Cette observation doit inviter à la prudence. Dans une approche moniste qui intègre à la fois culture et nature, on ne peut se satisfaire d’un déterminisme simple. Les hypothèses que j’ai exposées sont d’abord une fiction visant à la réflexion et n’ont donc aucune valeur scientifique. Mais ce qu’il faut en retenir, c’est que la violence n’est pas une spirale incontrôlable. Il existe probablement des moyens de la réguler, comme l’ont montré plusieurs travaux5.
Livrons-nous pour conclure à une autre spéculation, en commençant par une comparaison qui pourra sembler hasardeuse.
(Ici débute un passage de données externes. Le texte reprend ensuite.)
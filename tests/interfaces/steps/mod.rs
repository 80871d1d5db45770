//! Cucumber step definitions for interface tests.

pub mod campaign_flow;
pub mod moderation;

use chrono::Duration;
use referral_engine::model::{CampaignSpec, EligibilityRules, RewardRule};
use referral_engine::ErrorKind;

use crate::backend::scenario_now;

/// Error kind named the way scenarios spell it.
pub fn parse_kind(name: &str) -> ErrorKind {
    match name {
        "VALIDATION" => ErrorKind::Validation,
        "NOT_FOUND" => ErrorKind::NotFound,
        "INVALID_STATE_TRANSITION" => ErrorKind::InvalidStateTransition,
        "CONFLICT" => ErrorKind::Conflict,
        "AUTHORIZATION" => ErrorKind::Authorization,
        "INTERNAL" => ErrorKind::Internal,
        other => panic!("Unknown error kind: {}", other),
    }
}

/// A campaign running a month around the scenario clock.
pub fn campaign_spec(defaults: RewardRule, hold_for_review: bool) -> CampaignSpec {
    CampaignSpec {
        name: "Autumn referrals".to_string(),
        description: String::new(),
        starts_at: Some(scenario_now() - Duration::days(1)),
        ends_at: Some(scenario_now() + Duration::days(30)),
        target_actions: 3,
        base_reward_points: 20,
        activation_reward_points: 0,
        passport_bonus_points: 0,
        mark_suspicious_as_pending: hold_for_review,
        eligibility_rules: EligibilityRules {
            defaults,
            inviter_overrides: Default::default(),
        },
        milestone_rules: None,
    }
}
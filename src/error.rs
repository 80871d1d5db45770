//! Engine error taxonomy.

use std::fmt;

use serde::Serialize;

use crate::interfaces::StorageError;

/// Result type for engine operations.
pub type Result<T> = std::result::Result<T, EngineError>;

/// A single field-level validation failure.
#[derive(Debug, Clone, PartialEq, Eq, Serialize)]
pub struct FieldError {
    pub field: String,
    pub message: String,
}

/// Every field-level failure found in one request.
#[derive(Debug, Clone, Default, PartialEq, Eq, Serialize)]
pub struct FieldErrors(Vec<FieldError>);

impl FieldErrors {
    pub fn new() -> Self {
        Self::default()
    }

    /// Single-field shortcut.
    pub fn single(field: impl Into<String>, message: impl Into<String>) -> Self {
        let mut errors = Self::new();
        errors.push(field, message);
        errors
    }

    pub fn push(&mut self, field: impl Into<String>, message: impl Into<String>) {
        self.0.push(FieldError {
            field: field.into(),
            message: message.into(),
        });
    }

    pub fn is_empty(&self) -> bool {
        self.0.is_empty()
    }

    pub fn iter(&self) -> impl Iterator<Item = &FieldError> {
        self.0.iter()
    }

    /// Names of the offending fields, in the order found.
    pub fn fields(&self) -> Vec<&str> {
        self.0.iter().map(|e| e.field.as_str()).collect()
    }

    pub fn contains(&self, field: &str) -> bool {
        self.0.iter().any(|e| e.field == field)
    }

    pub fn into_result(self) -> std::result::Result<(), FieldErrors> {
        if self.is_empty() {
            Ok(())
        } else {
            Err(self)
        }
    }
}

impl fmt::Display for FieldErrors {
    fn fmt(&self, f: &mut fmt::Formatter<'_>) -> fmt::Result {
        let rendered: Vec<String> = self
            .0
            .iter()
            .map(|e| format!("{}: {}", e.field, e.message))
            .collect();
        f.write_str(&rendered.join("; "))
    }
}

/// Coarse error class, for mapping onto a transport's status codes.
#[derive(Debug, Clone, Copy, PartialEq, Eq)]
pub enum ErrorKind {
    Validation,
    NotFound,
    InvalidStateTransition,
    Conflict,
    Authorization,
    Internal,
}

/// Errors surfaced to callers of the engine. None are retried internally.
#[derive(Debug, thiserror::Error)]
pub enum EngineError {
    #[error("Validation failed: {0}")]
    Validation(FieldErrors),

    #[error("{entity} not found: {id}")]
    NotFound { entity: &'static str, id: String },

    #[error("Cannot {action} {entity} in status {from}")]
    InvalidStateTransition {
        entity: &'static str,
        from: String,
        action: String,
    },

    #[error("Conflict: {0}")]
    Conflict(String),

    #[error("Not authorized: {0}")]
    Authorization(String),

    #[error("Storage error: {0}")]
    Storage(StorageError),

    #[error("Export failed: {0}")]
    Export(#[from] csv::Error),
}

impl EngineError {
    pub fn kind(&self) -> ErrorKind {
        match self {
            EngineError::Validation(_) => ErrorKind::Validation,
            EngineError::NotFound { .. } => ErrorKind::NotFound,
            EngineError::InvalidStateTransition { .. } => ErrorKind::InvalidStateTransition,
            EngineError::Conflict(_) => ErrorKind::Conflict,
            EngineError::Authorization(_) => ErrorKind::Authorization,
            EngineError::Storage(_) | EngineError::Export(_) => ErrorKind::Internal,
        }
    }

    pub fn not_found(entity: &'static str, id: impl ToString) -> Self {
        EngineError::NotFound {
            entity,
            id: id.to_string(),
        }
    }

    pub fn invalid_transition(
        entity: &'static str,
        from: impl ToString,
        action: impl ToString,
    ) -> Self {
        EngineError::InvalidStateTransition {
            entity,
            from: from.to_string(),
            action: action.to_string(),
        }
    }

    /// Field errors, when this is a validation failure.
    pub fn field_errors(&self) -> Option<&FieldErrors> {
        match self {
            EngineError::Validation(errors) => Some(errors),
            _ => None,
        }
    }
}

impl From<FieldErrors> for EngineError {
    fn from(errors: FieldErrors) -> Self {
        EngineError::Validation(errors)
    }
}

impl From<StorageError> for EngineError {
    fn from(error: StorageError) -> Self {
        match error {
            StorageError::VersionConflict { entity, id, .. } => EngineError::Conflict(format!(
                "{} {} was modified concurrently",
                entity, id
            )),
            StorageError::DuplicateKey(key) => {
                EngineError::Conflict(format!("duplicate key: {}", key))
            }
            StorageError::NotFound { entity, id } => EngineError::NotFound { entity, id },
            other => EngineError::Storage(other),
        }
    }
}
Après avoir mangé un aliment avarié, le tube digestif réagit en tentant de l’expulser soit par voie haute soit par voie basse. Mais on constate aussi que la mémoire garde en partie la trace de la confrontation à cet aliment, entraînant généralement une sensation de dégoût qui fait que l’individu s’en détourne. On pourrait imaginer que le trauma soit une forme de dégoût, non pas d’un aliment mais de la violence. Un dégoût présent chez de nombreux auteurs ayant connu le feu : Sassoon, Owen pour les Anglais, Barthas (avec une arrière-pensée politique), Céline chez les Français. Ils ont été sans doute suivis par une foule d’anonymes à la fin de la Grande Guerre, ce qui pourrait expliquer la vivacité des mouvements pacifistes.
1. Roland Weierstall, Susanne Schaal, Inga Schalinski, Jean-Pierre Dusingizemungu et Thomas Elbert, « The thrill of being violent as an antidote to posttraumatic stress disorder in Rwandese genocide perpetrators », European Journal of Psychotraumatology, vol. 2, 2011.
2 Darwin n’a jamais défendu l’idée de survie du plus fort, qui est d’ailleurs en contradiction avec la théorie de l’évolution. En revanche, l’idée de la survie du plus fort a permis à Spengler de justifier la supériorité de l’Allemagne dans les années 1930.
3 Konrad Lorentz, L’Agression. Une histoire naturelle du mal, Paris, Flammarion, 1983.
4 Dave Grossman, On Killing Back Bay Books, 1995.
5 Voir la plupart des ouvrages de Pascal Picq sur le comportement des singes et les relations qu’il établit avec l’éthologie humaine.